Factores que afectan a los ciclos del sueño
Los ciclos del sueño pueden verse afectados por una serie de factores, entre los que se incluyen:
● La edad: Las personas mayores suelen necesitar menos horas de sueño que los adultos jóvenes.
● La salud: Las personas con problemas de salud, como la apnea del sueño, pueden tener problemas para dormir bien.
● Los medicamentos: Algunos medicamentos pueden afectar al sueño.
● Los hábitos de vida: Los hábitos de vida poco saludables, como fumar, beber alcohol y no hacer ejercicio, pueden dificultar el sueño.
Consejos para mejorar los ciclos del sueño
Todos podemos tener una noche en la que nos cueste más conciliar el sueño, pero dormir mal no debería ser lo normal. Si empiezas a detectar que te cuesta descansar, repasa tus hábitos antes de acostarte. Son fundamentales para mejorar la calidad de tu sueño. Por eso, en Kadolis queremos proponerte algunas ideas.
- Intenta acostarte siempre a la misma hora y tómate ese momento como una oportunidad del día para cuidarte, mimarte y agradecer las cosas buenas que te han ocurrido.
- Evita la cafeína y la teína a partir de media tarde.

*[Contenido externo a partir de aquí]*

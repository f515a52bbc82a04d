use thiserror::Error;

/// Veto returned by a listener from its `modifying` phase.
///
/// A rejection aborts the whole modification: the backing store and every
/// index are left exactly as they were before the call.
#[derive(Debug, Clone, PartialEq, Eq, Error)]
#[error("modification rejected: {reason}")]
pub struct Rejection {
    reason: String,
}

impl Rejection {
    pub fn new(reason: impl Into<String>) -> Self {
        Self {
            reason: reason.into(),
        }
    }

    pub fn reason(&self) -> &str {
        &self.reason
    }
}

/// Failure reported by a listener from its `modified` phase.
///
/// The change is already committed when this is raised, so the dispatcher
/// only logs it.
#[derive(Debug, Clone, PartialEq, Eq, Error)]
#[error("listener failed after commit: {message}")]
pub struct ListenerError {
    message: String,
}

impl ListenerError {
    pub fn new(message: impl Into<String>) -> Self {
        Self {
            message: message.into(),
        }
    }

    pub fn message(&self) -> &str {
        &self.message
    }
}

/// Forward and inverse indexes disagree outside a suspend bracket.
#[derive(Debug, Clone, PartialEq, Eq, Error)]
#[error("collection invariant violated: {message}")]
pub struct InvariantViolation {
    message: String,
}

impl InvariantViolation {
    pub(crate) fn new(message: impl Into<String>) -> Self {
        Self {
            message: message.into(),
        }
    }

    pub fn message(&self) -> &str {
        &self.message
    }
}

#[derive(Debug, Clone, PartialEq, Eq, Error)]
pub enum CollectionError {
    #[error(transparent)]
    Rejected(#[from] Rejection),
    #[error("view `{view}` is stale: its container changed through another path")]
    StaleView { view: &'static str },
    #[error("index {index} out of bounds for length {len}")]
    OutOfBounds { index: usize, len: usize },
    #[error("key out of the view's range")]
    KeyOutOfRange,
    #[error("no such element")]
    NoSuchElement,
    #[error("illegal state: {0}")]
    IllegalState(&'static str),
    #[error("unsupported operation: {0}")]
    Unsupported(&'static str),
    #[error("value is already mapped by another key")]
    Conflict,
    #[error(transparent)]
    InvariantViolation(#[from] InvariantViolation),
}

impl CollectionError {
    /// `true` for errors a caller can recover from by re-deriving the view.
    pub fn is_stale(&self) -> bool {
        matches!(self, CollectionError::StaleView { .. })
    }
}
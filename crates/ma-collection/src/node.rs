//! View nodes.
//!
//! Every handle wraps an `Rc<Node>`. A node knows its parent and how it was
//! derived from it; the root owns nothing but the shared store. Coordinates
//! are resolved eagerly at derivation time: a node's sub-range window is in
//! root positions and its key bounds are in ascending root order, already
//! intersected with every ancestor's.

use std::cell::{Cell, RefCell};
use std::cmp::Ordering;
use std::rc::{Rc, Weak};

use crate::comparator::OrderComparator;
use crate::error::CollectionError;
use crate::event::EventKind;
use crate::frozen::{FreezeHandle, FreezeTarget};
use crate::listener::{Listener, ListenerId, ListenerRegistry};
use crate::modification::Operands;
use crate::store::Store;
use crate::suspend::{KeyTarget, ValueTarget};
use crate::view_info::ViewInfo;

pub(crate) struct Shared<K, V> {
    pub(crate) store: RefCell<Store<K, V>>,
    pub(crate) key_handle: FreezeHandle<K>,
    pub(crate) value_handle: FreezeHandle<V>,
    _targets: (Rc<dyn FreezeTarget<K>>, Rc<dyn FreezeTarget<V>>),
}

struct Link<K, V> {
    parent: Rc<Node<K, V>>,
    info: ViewInfo<K>,
}

struct Window {
    offset: Cell<usize>,
    len: Cell<usize>,
}

/// Key range of a navigable view, in ascending order.
#[derive(Clone)]
pub(crate) struct Bounds<K> {
    lower: Option<(K, bool)>,
    upper: Option<(K, bool)>,
}

impl<K: Clone> Bounds<K> {
    pub(crate) fn with_lower(&self, key: K, inclusive: bool) -> Self {
        Self {
            lower: Some((key, inclusive)),
            upper: self.upper.clone(),
        }
    }

    pub(crate) fn with_upper(&self, key: K, inclusive: bool) -> Self {
        Self {
            lower: self.lower.clone(),
            upper: Some((key, inclusive)),
        }
    }
}

impl<K> Bounds<K> {
    pub(crate) fn unbounded() -> Self {
        Self {
            lower: None,
            upper: None,
        }
    }

    pub(crate) fn is_unbounded(&self) -> bool {
        self.lower.is_none() && self.upper.is_none()
    }

    pub(crate) fn too_low(&self, cmp: &dyn OrderComparator<K>, key: &K) -> bool {
        self.lower.as_ref().is_some_and(|(bound, inclusive)| {
            match cmp.compare(key, bound) {
                Ordering::Less => true,
                Ordering::Equal => !inclusive,
                Ordering::Greater => false,
            }
        })
    }

    pub(crate) fn too_high(&self, cmp: &dyn OrderComparator<K>, key: &K) -> bool {
        self.upper.as_ref().is_some_and(|(bound, inclusive)| {
            match cmp.compare(key, bound) {
                Ordering::Greater => true,
                Ordering::Equal => !inclusive,
                Ordering::Less => false,
            }
        })
    }

    pub(crate) fn contains(&self, cmp: &dyn OrderComparator<K>, key: &K) -> bool {
        !self.too_low(cmp, key) && !self.too_high(cmp, key)
    }

    /// Whether `key` may become a new bound of a sub-view. An exclusive
    /// bound only has to lie in the closed range.
    pub(crate) fn admits_bound(
        &self,
        cmp: &dyn OrderComparator<K>,
        key: &K,
        inclusive: bool,
    ) -> bool {
        if inclusive {
            return self.contains(cmp, key);
        }
        let above_lower = self
            .lower
            .as_ref()
            .map_or(true, |(bound, _)| cmp.compare(key, bound) != Ordering::Less);
        let below_upper = self
            .upper
            .as_ref()
            .map_or(true, |(bound, _)| cmp.compare(key, bound) != Ordering::Greater);
        above_lower && below_upper
    }
}

/// Parameters of a child node.
pub(crate) struct Derivation<K> {
    info: ViewInfo<K>,
    kind: Option<EventKind>,
    window: Option<(usize, usize)>,
    bounds: Option<Bounds<K>>,
    reverse: bool,
}

impl<K> Derivation<K> {
    pub(crate) fn new(info: ViewInfo<K>) -> Self {
        Self {
            info,
            kind: None,
            window: None,
            bounds: None,
            reverse: false,
        }
    }

    pub(crate) fn kind(mut self, kind: EventKind) -> Self {
        self.kind = Some(kind);
        self
    }

    pub(crate) fn window(mut self, offset: usize, len: usize) -> Self {
        self.window = Some((offset, len));
        self
    }

    pub(crate) fn bounds(mut self, bounds: Bounds<K>) -> Self {
        self.bounds = Some(bounds);
        self
    }

    pub(crate) fn reversed(mut self) -> Self {
        self.reverse = true;
        self
    }
}

pub(crate) struct Node<K, V> {
    pub(crate) shared: Rc<Shared<K, V>>,
    link: Option<Link<K, V>>,
    kind: EventKind,
    window: Option<Window>,
    bounds: Bounds<K>,
    descending: bool,
    /// Sub-ranges and iterators go stale when the store changes through
    /// any other path.
    strict: bool,
    expected: Cell<u64>,
    listeners: RefCell<ListenerRegistry<K, V>>,
}

impl<K: Clone + 'static, V: Clone + 'static> Node<K, V> {
    pub(crate) fn root(store: Store<K, V>, kind: EventKind) -> Rc<Self> {
        Rc::new_cyclic(|weak: &Weak<Self>| {
            let key_target: Rc<dyn FreezeTarget<K>> = Rc::new(KeyTarget::new(weak.clone()));
            let value_target: Rc<dyn FreezeTarget<V>> =
                Rc::new(ValueTarget::new(weak.clone()));
            let shared = Rc::new(Shared {
                store: RefCell::new(store),
                key_handle: FreezeHandle::new(&key_target),
                value_handle: FreezeHandle::new(&value_target),
                _targets: (key_target, value_target),
            });
            Node {
                shared,
                link: None,
                kind,
                window: None,
                bounds: Bounds::unbounded(),
                descending: false,
                strict: false,
                expected: Cell::new(0),
                listeners: RefCell::new(ListenerRegistry::new()),
            }
        })
    }

    pub(crate) fn derive(self: &Rc<Self>, derivation: Derivation<K>) -> Rc<Self> {
        let Derivation {
            info,
            kind,
            window,
            bounds,
            reverse,
        } = derivation;
        let strict = window.is_some() || info.is_iterator();
        let mod_count = self.shared.store.borrow().mod_count();
        Rc::new(Node {
            shared: Rc::clone(&self.shared),
            kind: kind.unwrap_or(self.kind),
            window: window.map(|(offset, len)| Window {
                offset: Cell::new(offset),
                len: Cell::new(len),
            }),
            bounds: bounds.unwrap_or_else(|| self.bounds.clone()),
            descending: self.descending != reverse,
            strict,
            expected: Cell::new(mod_count),
            listeners: RefCell::new(ListenerRegistry::new()),
            link: Some(Link {
                parent: Rc::clone(self),
                info,
            }),
        })
    }
}

impl<K, V> Node<K, V> {
    pub(crate) fn info(&self) -> Option<&ViewInfo<K>> {
        self.link.as_ref().map(|link| &link.info)
    }

    pub(crate) fn parent(&self) -> Option<&Rc<Self>> {
        self.link.as_ref().map(|link| &link.parent)
    }

    pub(crate) fn kind(&self) -> EventKind {
        self.kind
    }

    pub(crate) fn is_descending(&self) -> bool {
        self.descending
    }

    pub(crate) fn bounds(&self) -> &Bounds<K> {
        &self.bounds
    }

    pub(crate) fn view_name(&self) -> &'static str {
        self.info().map_or("root", ViewInfo::name)
    }

    /// This node followed by every ancestor up to the root.
    pub(crate) fn path(self: &Rc<Self>) -> Vec<Rc<Self>> {
        let mut path = vec![Rc::clone(self)];
        let mut current = Rc::clone(self);
        while let Some(parent) = current.parent().cloned() {
            path.push(Rc::clone(&parent));
            current = parent;
        }
        path
    }

    pub(crate) fn root_node(self: &Rc<Self>) -> Rc<Self> {
        let mut current = Rc::clone(self);
        while let Some(parent) = current.parent().cloned() {
            current = parent;
        }
        current
    }

    pub(crate) fn check_fresh(&self) -> Result<(), CollectionError> {
        let mod_count = self.shared.store.borrow().mod_count();
        let mut node = Some(self);
        while let Some(current) = node {
            if current.strict && current.expected.get() != mod_count {
                return Err(CollectionError::StaleView {
                    view: current.view_name(),
                });
            }
            node = current.parent().map(|p| p.as_ref());
        }
        Ok(())
    }

    pub(crate) fn mark_fresh(&self, mod_count: u64) {
        if self.strict {
            self.expected.set(mod_count);
        }
    }

    pub(crate) fn own_window(&self) -> Option<(usize, usize)> {
        self.window
            .as_ref()
            .map(|w| (w.offset.get(), w.len.get()))
    }

    pub(crate) fn set_window(&self, offset: usize, len: usize) {
        if let Some(window) = &self.window {
            window.offset.set(offset);
            window.len.set(len);
        }
    }

    /// Effective sub-range in root positions.
    pub(crate) fn window(&self, store: &Store<K, V>) -> (usize, usize) {
        let mut node = Some(self);
        while let Some(current) = node {
            if let Some(window) = current.own_window() {
                return window;
            }
            node = current.parent().map(|p| p.as_ref());
        }
        (0, store.len())
    }

    /// Range of `store.order()` this node can see.
    pub(crate) fn visible_range(&self, store: &Store<K, V>) -> (usize, usize) {
        if store.is_positional() {
            let (offset, len) = self.window(store);
            return (offset, offset + len);
        }
        let order = store.order();
        match store.keying().order() {
            Some(cmp) if !self.bounds.is_unbounded() => {
                let lo = order.partition_point(|&s| self.bounds.too_low(cmp.as_ref(), &store.slot(s).key));
                let hi = order.partition_point(|&s| !self.bounds.too_high(cmp.as_ref(), &store.slot(s).key));
                (lo, hi.max(lo))
            }
            _ => (0, order.len()),
        }
    }

    pub(crate) fn visible_len(&self, store: &Store<K, V>) -> usize {
        let (lo, hi) = self.visible_range(store);
        hi - lo
    }

    /// Slot at a local index, honouring the traversal direction.
    pub(crate) fn visible_at(&self, store: &Store<K, V>, index: usize) -> Option<usize> {
        let (lo, hi) = self.visible_range(store);
        if index >= hi - lo {
            return None;
        }
        let position = if self.descending {
            hi - 1 - index
        } else {
            lo + index
        };
        Some(store.order()[position])
    }

    pub(crate) fn visible_slots(&self, store: &Store<K, V>) -> Vec<usize> {
        let (lo, hi) = self.visible_range(store);
        let slots = &store.order()[lo..hi];
        if self.descending {
            slots.iter().rev().copied().collect()
        } else {
            slots.to_vec()
        }
    }

    pub(crate) fn local_position(&self, store: &Store<K, V>, slot: usize) -> Option<usize> {
        let position = store.position_of(slot)?;
        let (lo, hi) = self.visible_range(store);
        if !(lo..hi).contains(&position) {
            return None;
        }
        Some(if self.descending {
            hi - 1 - position
        } else {
            position - lo
        })
    }

    pub(crate) fn admits_key(&self, store: &Store<K, V>, key: &K) -> bool {
        match store.keying().order() {
            Some(cmp) => self.bounds.contains(cmp.as_ref(), key),
            None => true,
        }
    }

    /// Visible slot holding `key`.
    pub(crate) fn locate(&self, store: &Store<K, V>, key: &K) -> Option<usize> {
        if !self.admits_key(store, key) {
            return None;
        }
        store.find_key(key)
    }

    pub(crate) fn add_listener(&self, listener: Listener<K, V>) -> ListenerId {
        self.listeners.borrow_mut().add(listener)
    }

    pub(crate) fn remove_listener(&self, id: ListenerId) -> bool {
        self.listeners.borrow_mut().remove(id)
    }

    pub(crate) fn listeners(&self) -> Vec<Listener<K, V>> {
        self.listeners.borrow().snapshot()
    }

    pub(crate) fn has_listeners(&self) -> bool {
        !self.listeners.borrow().is_empty()
    }
}

/// Operands describing one element of a node, shaped by the node's kind.
pub(crate) fn element_operands<K, V>(kind: EventKind, key: K, value: V) -> Operands<K, V> {
    match kind {
        EventKind::Element | EventKind::Key => Operands::Element(key),
        EventKind::Value => Operands::Value(value),
        EventKind::Entry => Operands::Entry { key, value },
    }
}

- Apaga las pantallas, también las de teléfonos y tablets, al menos 30 minutos antes de acostarse.
- Si te gusta hacer deporte por la noche, procura que no sea muy intenso, ya que te activará.
- La temperatura ideal para tu habitación debería ser de 19 °C.
- Elige el colchón perfecto para ti, que se adapte a tus necesidades y prioriza los que están elaborados con materiales naturales. Todo son ventajas: aseguran una mejor circulación de aire que evita la excesiva transpiración durante la noche, son antibacterianos y no requieren ningún tratamiento químico. En Kadolis, los materiales nobles que elegimos no están tratados y están certificados por Oekotex, para ofrecerte un sueño orgánico de calidad y una buena recuperación. Recuerda que tampoco es lo mismo un colchón de máxima firmeza que otro de media. Si tienes dudas, pregúntanos.
- Escoge la almohada que más te convenga. Nosotros te proponemos una gama de almohadas suaves y firmes para ofrecerte un apoyo perfecto de la cabeza y las cervicales y un sueño reparador y sin dolor al despertar.
- Relájate con nuestros aceites esenciales puros y naturales. Además, tienen virtudes calmantes que te preparan para un mejor sueño.
Dime cómo duermes…
Y te diré lo que necesitas. Porque si no descansas bien varias noches, necesitarás repasar tus hábitos y conocer mejor los patrones de tu sueño. Merece la pena dedicar tiempo. Un buen sueño nocturno te garantiza una mayor resistencia al estrés y también hace que tu sistema inmunológico funcione mejor.
Al fin y al cabo, despertarse con una sonrisa es la mejor forma de empezar el día, ¿no crees?